Virgin (Watford)

A recipe for heartbreak in EV Crowe’s latest at the Watford Palace Theatre.

Rosie Wyatt & Laura Elphinstone
Rosie Wyatt & Laura Elphinstone
Frances Richens

There's physical anorexia, a well-documented problem. There's also anorexia of the mind, one might even say of the soul. EV Crowe explores both these aspects in Virgin which has as its background the current attempts to roll out high-speed broadband to rural areas.

Joe Murphy, artistic director of nabokov, which is producing this second play in the Ideal World season in association with Watford's Palace Theatre, stages the eleven scenes in a semi-realistic set by Alex Lowde.

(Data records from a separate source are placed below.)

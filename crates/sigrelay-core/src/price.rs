//! Precision-safe price type for trade signals.
//!
//! Uses `rust_decimal` so that a submitted `"49000.1"` is stored and
//! rendered as exactly that value. Input is first checked as a finite
//! number, then converted; the two failures are reported separately.

use rust_decimal::prelude::{FromPrimitive, ToPrimitive};
use rust_decimal::Decimal;
use serde::de::Error as _;
use serde::{Deserialize, Deserializer, Serialize, Serializer};
use serde_json::Value;
use std::fmt;
use std::str::FromStr;

use crate::error::{CoreError, Result};

/// Price with exact decimal precision.
#[derive(Debug, Clone, Copy, PartialEq, Eq, PartialOrd, Ord, Hash, Default)]
pub struct Price(Decimal);

impl Price {
    #[inline]
    pub fn new(value: Decimal) -> Self {
        Self(value.normalize())
    }

    #[inline]
    pub fn inner(&self) -> Decimal {
        self.0
    }

    /// Parse a finite decimal from text.
    ///
    /// Accepts plain (`"50000"`, `"-1.25"`) and scientific (`"1e3"`)
    /// notation, surrounding whitespace allowed. The whole string must be a
    /// finite number: `"50000abc"`, `"1_000"` and `"Infinity"` are
    /// `NotANumber`. Finite values beyond the decimal range (about
    /// 7.9e28) are `PriceOutOfRange`.
    pub fn parse(raw: &str) -> Result<Self> {
        let trimmed = raw.trim();
        let not_a_number = || CoreError::NotANumber(raw.to_string());
        if trimmed.is_empty() || trimmed.contains('_') {
            return Err(not_a_number());
        }

        let float: f64 = trimmed.parse().map_err(|_| not_a_number())?;
        if !float.is_finite() {
            return Err(not_a_number());
        }

        Decimal::from_str(trimmed)
            .or_else(|_| Decimal::from_scientific(trimmed))
            .ok()
            .or_else(|| Decimal::from_f64(float))
            .map(Self::new)
            .ok_or_else(|| CoreError::PriceOutOfRange(trimmed.to_string()))
    }

    /// Parse a finite decimal from a JSON value (number or numeric string).
    pub fn from_json(value: &Value) -> Result<Self> {
        match value {
            Value::Number(n) => Self::parse(&n.to_string()),
            Value::String(s) => Self::parse(s),
            other => Err(CoreError::NotANumber(other.to_string())),
        }
    }
}

impl fmt::Display for Price {
    fn fmt(&self, f: &mut fmt::Formatter<'_>) -> fmt::Result {
        write!(f, "{}", self.0)
    }
}

impl FromStr for Price {
    type Err = CoreError;

    fn from_str(s: &str) -> Result<Self> {
        Self::parse(s)
    }
}

impl From<Decimal> for Price {
    fn from(d: Decimal) -> Self {
        Self::new(d)
    }
}

/// Serialized as a JSON number: integral values without a fraction.
impl Serialize for Price {
    fn serialize<S: Serializer>(&self, serializer: S) -> std::result::Result<S::Ok, S::Error> {
        if self.0.scale() == 0 {
            if let Some(i) = self.0.to_i64() {
                return serializer.serialize_i64(i);
            }
        }
        match self.0.to_f64() {
            Some(f) => serializer.serialize_f64(f),
            None => serializer.serialize_str(&self.0.to_string()),
        }
    }
}

impl<'de> Deserialize<'de> for Price {
    fn deserialize<D: Deserializer<'de>>(deserializer: D) -> std::result::Result<Self, D::Error> {
        let value = Value::deserialize(deserializer)?;
        Self::from_json(&value).map_err(D::Error::custom)
    }
}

Emily and Mark have one of those role-reversal marriages. She works in local government administration but has high-flying ambitions (for which her abilities do not necessarily fit her). He is the house-husband, looking after their infant daughter and cooking the meals.

Then there's consultant Sally, with whom Emily tries to ingratiate herself and Emily's rather more laid-back colleague Thomas. It amounts to a recipe for heartbreak, though there are laughs – some of them of the wry variety – aplenty.

Perhaps Mark is the most sympathetic of the characters, willing to support his wife's career even while it precludes him from actually doing his own preferred work. Michael Shelford makes him very credible as a person and not just as a symbol.

Emily in Laura Elphinstone's portrayal is a lanky bundle of misplaced energies and frustrations, someone incapable of seeing her own limitations. If only she was able to listen, really listen to other people.

Sally, on the other hand, may be hazy about her eating problems but she's as sharp as the proverbial needle when it comes to assessing people and their worth to whatever project her firm is involved with. Rosie Wyatt has her measure.

Simon Darwen makes Thomas into one of those hail-fellow, fall-on-their-feet-regardless men who litter town halls and council offices. It's all sharp and snappy with whiplash dialogue in brisk exchanges; Elphinstone doesn't always come across as clearly as she should do in these.

I would have liked to care about the future of these characters, but somehow Crowe manages to inhibit this.